The point at which an economically unequal autocratic society might experience a revolution to democratization may be more of a delicate balance of circumstances than is currently believed.
SPP Assistant Professor Michael Dorsch and his colleague Paul Maarek of Université de Cergy-Pontoise, presented their paper on this issue Inequality and Democratization: Reconsidering the Economic View, at the European Public Choice Society Meeting in Cambridge, England on April 6.
The most prominent economic theory of democratization suggests that a unified elite group in an autocratic society will voluntarily concede political power to the masses when there is a particularly strong threat that the masses will revolt. Recent work in political science has cast empirical doubt over the role of income inequality in transitions towards democracy though, in some cases predicting the opposite.
While current economic theory implies that macro-economic shocks should be conditional on the degree of economic inequality in a society, the implication has thus far not been investigated empirically. Dorsch and Maarek have begun to set this situation straight by investigating the extent to which democratization episodes have been encouraged by greater degrees of income inequality in a panel of autocratic countries between 1960 and 2010.

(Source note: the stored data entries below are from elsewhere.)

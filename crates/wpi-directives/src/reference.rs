//! Reference expression evaluation.
//!
//! A reference is a dotted path such as `state.core.number` or
//! `!context.isOpen`. The first segment selects the root: `context` walks the
//! effective context of the current tag, any other root walks the store.
//! Evaluation never fails; a path that cannot be followed yields
//! [`Value::Null`].

use wpi_store::{Callable, Map, Store, StoreSnapshot, Value};

/// How `state.*` (and any other non-`context`) references find their root.
#[derive(Clone, Debug, Default, PartialEq, Eq)]
pub enum StateResolution {
    /// Walk the whole store starting from its top-level keys, so
    /// `state.count` reads `store["state"]["count"]`.
    #[default]
    Global,
    /// Walk the store entry of the active namespace, so `state.count` inside
    /// `data-wp-interactive='{"namespace": "shop"}'` reads
    /// `store["shop"]["state"]["count"]`.
    ///
    /// Outside any interactive scope `default_namespace` is used; without
    /// one, such references resolve to null.
    Namespaced { default_namespace: Option<String> },
}

/// A parsed reference expression.
#[derive(Clone, Debug, PartialEq, Eq)]
pub struct Reference<'a> {
    negated: bool,
    root: &'a str,
    path: Vec<&'a str>,
}

impl<'a> Reference<'a> {
    /// Parse `[!]root.key[.key...]`.
    ///
    /// Returns `None` when there is no key after the root or a segment is
    /// empty.
    ///
    /// # Example
    ///
    /// ```
    /// use wpi_directives::Reference;
    ///
    /// let reference = Reference::parse("!context.isOpen").unwrap();
    /// assert!(reference.is_negated());
    /// assert_eq!(reference.root(), "context");
    /// assert_eq!(reference.path(), ["isOpen"]);
    ///
    /// assert!(Reference::parse("state").is_none());
    /// ```
    #[must_use]
    pub fn parse(expression: &'a str) -> Option<Self> {
        let expression = expression.trim();
        let (negated, body) = match expression.strip_prefix('!') {
            Some(rest) => (true, rest.trim_start()),
            None => (false, expression),
        };
        let mut segments = body.split('.');
        let root = segments.next().filter(|s| !s.is_empty())?;
        let path: Vec<&str> = segments.collect();
        if path.is_empty() || path.iter().any(|s| s.is_empty()) {
            return None;
        }
        Some(Self {
            negated,
            root,
            path,
        })
    }

    #[must_use]
    pub fn is_negated(&self) -> bool {
        self.negated
    }

    #[must_use]
    pub fn root(&self) -> &'a str {
        self.root
    }

    #[must_use]
    pub fn path(&self) -> &[&'a str] {
        &self.path
    }
}

/// Resolves reference expressions against a store snapshot and a context.
#[derive(Clone, Debug, Default)]
pub struct Evaluator {
    store: StoreSnapshot,
    resolution: StateResolution,
}

impl Evaluator {
    #[must_use]
    pub fn new(store: StoreSnapshot) -> Self {
        Self {
            store,
            resolution: StateResolution::default(),
        }
    }

    /// Set how non-`context` roots are resolved.
    #[must_use]
    pub fn with_resolution(mut self, resolution: StateResolution) -> Self {
        self.resolution = resolution;
        self
    }

    /// Evaluate outside of any interactive namespace.
    #[must_use]
    pub fn evaluate(&self, expression: &str, context: &Map) -> Value {
        self.evaluate_in(expression, context, None)
    }

    /// Evaluate with `namespace` as the nearest interactive namespace.
    ///
    /// The result is, in order:
    /// - null if the expression does not parse or the path is unresolved
    /// - the return value of an anonymous closure found at the end of the
    ///   path, called with `{"state": ..., "context": ...}`
    /// - the value found at the end of the path (other callables included,
    ///   unexecuted)
    ///
    /// A leading `!` replaces the result with its negated truthiness.
    #[must_use]
    pub fn evaluate_in(&self, expression: &str, context: &Map, namespace: Option<&str>) -> Value {
        let Some(reference) = Reference::parse(expression) else {
            return Value::Null;
        };

        let lookup_root = self.lookup_root(namespace);
        let start = if reference.root == "context" {
            Some(context)
        } else {
            lookup_root.and_then(|root| root.get(reference.root)?.as_map())
        };

        let resolved = start.and_then(|map| walk(map, &reference.path));
        let value = match resolved {
            Some(Value::Callable(Callable::Closure(closure))) => {
                let state = lookup_root
                    .and_then(|root| root.get("state"))
                    .cloned()
                    .unwrap_or_default();
                let args = Map::from([
                    ("state".to_owned(), state),
                    ("context".to_owned(), Value::Map(context.clone())),
                ]);
                closure.call(&Value::Map(args))
            }
            Some(value) => value.clone(),
            None => Value::Null,
        };

        if reference.negated {
            Value::Bool(!value.is_truthy())
        } else {
            value
        }
    }

    /// The mapping non-`context` roots are looked up in.
    fn lookup_root(&self, namespace: Option<&str>) -> Option<&Map> {
        match &self.resolution {
            StateResolution::Global => Some(&*self.store),
            StateResolution::Namespaced { default_namespace } => {
                let namespace = namespace.or(default_namespace.as_deref())?;
                self.store.namespace(namespace)
            }
        }
    }
}

/// Follow `path` through nested mappings.
fn walk<'v>(map: &'v Map, path: &[&str]) -> Option<&'v Value> {
    let (last, intermediate) = path.split_last()?;
    let mut current = map;
    for key in intermediate {
        current = current.get(*key)?.as_map()?;
    }
    current.get(*last)
}

/// Evaluate a reference against the current contents of `store`.
///
/// Uses global state resolution.
///
/// # Example
///
/// ```
/// use wpi_directives::evaluate_reference;
/// use wpi_store::{Map, Store, Value};
///
/// let store = Store::new();
/// store.merge_json(r#"{"state": {"core": {"number": 1}}}"#).unwrap();
///
/// assert_eq!(evaluate_reference("state.core.number", &store, &Map::new()), Value::from(1_i64));
/// assert_eq!(evaluate_reference("this.property.doesnt.exist", &store, &Map::new()), Value::Null);
/// ```
#[must_use]
pub fn evaluate_reference(expression: &str, store: &Store, context: &Map) -> Value {
    Evaluator::new(store.snapshot()).evaluate(expression, context)
}
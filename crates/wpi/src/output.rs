//! Colored terminal output utilities.

use console::{Style, Term};

/// Terminal output formatter writing to stderr.
pub(crate) struct Output {
    term: Term,
    yellow: Style,
    red: Style,
}

impl Output {
    /// Create a new output formatter.
    #[must_use]
    pub(crate) fn new() -> Self {
        Self {
            term: Term::stderr(),
            yellow: Style::new().yellow(),
            red: Style::new().red(),
        }
    }

    /// Print a warning message (yellow).
    pub(crate) fn warning(&self, msg: &str) {
        let _ = self.term.write_line(&self.yellow.apply_to(msg).to_string());
    }

    /// Print an error message (red).
    pub(crate) fn error(&self, msg: &str) {
        let _ = self.term.write_line(&self.red.apply_to(msg).to_string());
    }
}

“Our paper bridges these two empirical literatures by testing a nuance of the standard economic view that has been ignore,” write Dorsch and Maarek. “Namely, the theory implies that the likelihood that a growth slowdown (of a given size) triggers a democratization depends on the degree of income inequality in society. Therefore, we consider the interaction between macroeconomic contractions and distributional dynamics in our empirical investigation.”
The findings of Dorsch and Maarek’s paper provide supporting evidence that there is an interactive effect between growth shocks and income inequality.